やはりオタクの血は薄まらず、濃くなるばかりなんだねぇ。
「いつものヤツでまだ納得していないんですか? それだって重要文化財級ですのに」
「うー、そりゃ今のは絶品だよ。でも他のも見たいんだもん」
だだコネじじいは、可愛くないぞ。
「じゃあ、後で蔵を開放しますから、コウちゃんにワザ教えてあげてね」
「ありがとう、オレますますウタさんの事好きになっちゃうぞ!」
真っ赤になってしまう婆ちゃん。
「もー、いい歳して何言っているんですか。
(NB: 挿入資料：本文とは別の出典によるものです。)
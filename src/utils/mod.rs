use actix_web::{web, FromRequest};
use argon2::{
    password_hash::{Error as PasswordHashError, PasswordHash, PasswordHasher, SaltString},
    Argon2, PasswordVerifier,
};
use futures_util::future::LocalBoxFuture;
use jsonwebtoken::{decode, encode, Algorithm, DecodingKey, EncodingKey, Header, Validation};
use rand::rngs::OsRng;
use serde::{Deserialize, Serialize};
use validator::Validate;

use crate::api::error;

lazy_static::lazy_static! {
  static ref ARGON2: Argon2<'static> = Argon2::default();
}

pub fn hash_password(password: &str) -> Result<String, error::SystemError> {
    let salt = SaltString::generate(&mut OsRng);
    let hash = ARGON2.hash_password(password.as_bytes(), &salt)?;
    Ok(hash.to_string())
}

pub fn verify_password(hash: &str, password: &str) -> Result<bool, error::SystemError> {
    let parsed_hash = PasswordHash::new(hash)?;
    match ARGON2.verify_password(password.as_bytes(), &parsed_hash) {
        Ok(_) => Ok(true),
        Err(PasswordHashError::Password) => Ok(false),
        Err(e) => Err(error::SystemError::HashError(e)),
    }
}

/// Bearer token payload. `sub` is the username, which doubles as the owner
/// identity for every folder and file.
#[derive(Debug, Clone, Serialize, Deserialize)]
pub struct Claims {
    pub sub: String,
    pub iat: u64,
    pub exp: u64,
}

impl Claims {
    pub fn new(sub: &str, exp: u64) -> Self {
        let now = chrono::Utc::now().timestamp() as u64;
        Claims { sub: sub.to_string(), iat: now, exp: now.saturating_add(exp) }
    }

    pub fn encode(&self, secret: &[u8]) -> Result<String, error::SystemError> {
        let header = Header::new(Algorithm::HS256);
        let token = encode(&header, self, &EncodingKey::from_secret(secret))?;
        Ok(token)
    }

    pub fn decode(token: &str, secret: &[u8]) -> Result<Self, error::SystemError> {
        let mut validation = Validation::new(Algorithm::HS256);
        validation.validate_exp = true;
        validation.validate_nbf = false;
        let token_data = decode::<Self>(token, &DecodingKey::from_secret(secret), &validation)?;
        Ok(token_data.claims)
    }
}

pub fn new_id() -> String {
    uuid::Uuid::now_v7().to_string()
}

pub struct ValidatedJson<T>(pub T);

impl<T> FromRequest for ValidatedJson<T>
where
    T: Validate + serde::de::DeserializeOwned + 'static,
{
    type Error = error::Error;
    type Future = LocalBoxFuture<'static, Result<Self, Self::Error>>;

    fn from_request(
        req: &actix_web::HttpRequest,
        payload: &mut actix_web::dev::Payload,
    ) -> Self::Future {
        let fut = web::Json::<T>::from_request(req, payload);

        Box::pin(async move {
            let json = fut.await.map_err(|e| error::Error::BadRequest(e.to_string().into()))?;
            let model = json.into_inner();
            model.validate().map_err(|e| error::Error::BadRequest(e.to_string().into()))?;
            Ok(ValidatedJson(model))
        })
    }
}

pub struct ValidatedQuery<T>(pub T);

impl<T> FromRequest for ValidatedQuery<T>
where
    T: Validate + serde::de::DeserializeOwned + 'static,
{
    type Error = error::Error;
    type Future = LocalBoxFuture<'static, Result<Self, Self::Error>>;

    fn from_request(
        req: &actix_web::HttpRequest,
        payload: &mut actix_web::dev::Payload,
    ) -> Self::Future {
        let fut = web::Query::<T>::from_request(req, payload);

        Box::pin(async move {
            let query = fut.await.map_err(|e| error::Error::BadRequest(e.to_string().into()))?;
            query.validate().map_err(|e| error::Error::BadRequest(e.to_string().into()))?;
            Ok(ValidatedQuery(query.into_inner()))
        })
    }
}
use actix_web::{http::StatusCode, HttpResponse, ResponseError};
use std::borrow::Cow;

#[derive(thiserror::Error, Debug)]
pub enum Error {
    #[error("Bad Request: {0}")]
    BadRequest(Cow<'static, str>),
    #[error("Unauthorized: {0}")]
    Unauthorized(Cow<'static, str>),
    #[error("Forbidden: {0}")]
    Forbidden(Cow<'static, str>),
    #[error("Not Found: {0}")]
    NotFound(Cow<'static, str>),
    #[error("Conflict: {0}")]
    Conflict(Cow<'static, str>),
    #[error("Internal Server Error")]
    InternalServer,
}

#[derive(serde::Serialize, serde::Deserialize)]
pub struct ErrorBody {
    pub message: Cow<'static, str>,
}

impl Error {
    pub fn bad_request(msg: impl Into<Cow<'static, str>>) -> Self {
        Self::BadRequest(msg.into())
    }

    pub fn unauthorized(msg: impl Into<Cow<'static, str>>) -> Self {
        Self::Unauthorized(msg.into())
    }
}

impl ResponseError for Error {
    fn status_code(&self) -> StatusCode {
        match *self {
            Error::BadRequest(_) => StatusCode::BAD_REQUEST,
            Error::Unauthorized(_) => StatusCode::UNAUTHORIZED,
            Error::Forbidden(_) => StatusCode::FORBIDDEN,
            Error::NotFound(_) => StatusCode::NOT_FOUND,
            Error::Conflict(_) => StatusCode::CONFLICT,
            Error::InternalServer => StatusCode::INTERNAL_SERVER_ERROR,
        }
    }

    fn error_response(&self) -> HttpResponse {
        let mut res = HttpResponse::build(self.status_code());

        match self {
            Error::NotFound(msg)
            | Error::Conflict(msg)
            | Error::Unauthorized(msg)
            | Error::BadRequest(msg)
            | Error::Forbidden(msg) => res.json(ErrorBody { message: msg.clone() }),
            Error::InternalServer => {
                res.json(ErrorBody { message: "Internal Server Error".into() })
            }
        }
    }
}

#[derive(thiserror::Error, Debug)]
pub enum SystemError {
    #[error("JWT Error")]
    JwtError(#[from] jsonwebtoken::errors::Error),
    #[error("Hash Error")]
    HashError(#[from] argon2::password_hash::Error),
    // Domain errors
    #[error("Bad Request: {0}")]
    BadRequest(Cow<'static, str>),
    #[error("Unauthorized: {0}")]
    Unauthorized(Cow<'static, str>),
    #[error("Forbidden: {0}")]
    Forbidden(Cow<'static, str>),
    #[error("Not Found: {0}")]
    NotFound(Cow<'static, str>),
    #[error("Conflict: {0}")]
    Conflict(Cow<'static, str>),
    #[error("Internal System Error: {0}")]
    InternalError(Box<dyn std::error::Error + Send + Sync>),
}

impl From<SystemError> for Error {
    fn from(value: SystemError) -> Self {
        match value {
            SystemError::BadRequest(msg) => Error::BadRequest(msg),
            SystemError::Unauthorized(msg) => Error::Unauthorized(msg),
            SystemError::Forbidden(msg) => Error::Forbidden(msg),
            SystemError::NotFound(msg) => Error::NotFound(msg),
            SystemError::Conflict(msg) => Error::Conflict(msg),
            _ => {
                log::error!("Internal Server Error: {:?}", value);
                Error::InternalServer
            }
        }
    }
}

impl SystemError {
    pub fn bad_request(msg: impl Into<Cow<'static, str>>) -> Self {
        Self::BadRequest(msg.into())
    }

    pub fn not_found(msg: impl Into<Cow<'static, str>>) -> Self {
        Self::NotFound(msg.into())
    }

    pub fn unauthorized(msg: impl Into<Cow<'static, str>>) -> Self {
        Self::Unauthorized(msg.into())
    }

    pub fn forbidden(msg: impl Into<Cow<'static, str>>) -> Self {
        Self::Forbidden(msg.into())
    }

    pub fn conflict(msg: impl Into<Cow<'static, str>>) -> Self {
        Self::Conflict(msg.into())
    }
}
use actix_web::web::{scope, ServiceConfig};

use crate::modules::folder::handle::*;

pub fn configure(cfg: &mut ServiceConfig) {
    cfg.service(
        scope("/folders")
            .service(list_folders)
            .service(create_folder)
            .service(folder_summary)
            .service(get_folder)
            .service(add_tags)
            .service(remove_tag),
    );
}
ホント恥かしいお爺ちゃんですねぇ」
「おじーちゃん、やるねぇ」
「おじいちゃん、おばあちゃんのこと、すきすきね」
「うむ、幾つになっても夫婦仲良いのは素晴らしいのじゃ!」
孫娘達に茶化される仲の良い老夫婦。
俺もこんな感じになりたいなぁ。
「マユさん、僕達もこんな風に歳取りたいね」
「ええ、だからコウちゃん早くどっちかに決めてね」
えー、なんでそこで俺の問題に成り変るの?
マユ姉ぇの中では、ナナかリタちゃんが俺の嫁候補決定なのかよ!
でも、チエちゃんルートは無いよね。
「ん、ワシならコウタ殿こそ大歓迎じゃが?」
だからチエちゃんまで出てきて、話を混がらさせないでよねぇ!!
「ほう、そういう事か。従兄妹同士は結婚可能じゃからのぉ。孫同士が結婚というのも面白いのぉ。オレ、長生きしなきゃな」
だから、じじい。
話をそっちに持っていくんじゃねー。
「皆、俺の意思を無視して話進めないでよぉ」
「ボクはコウ兄ぃなら良いよ。というかボクお嫁さんにして!」
もう無茶苦茶な話になってしまう秋山家であった、まる。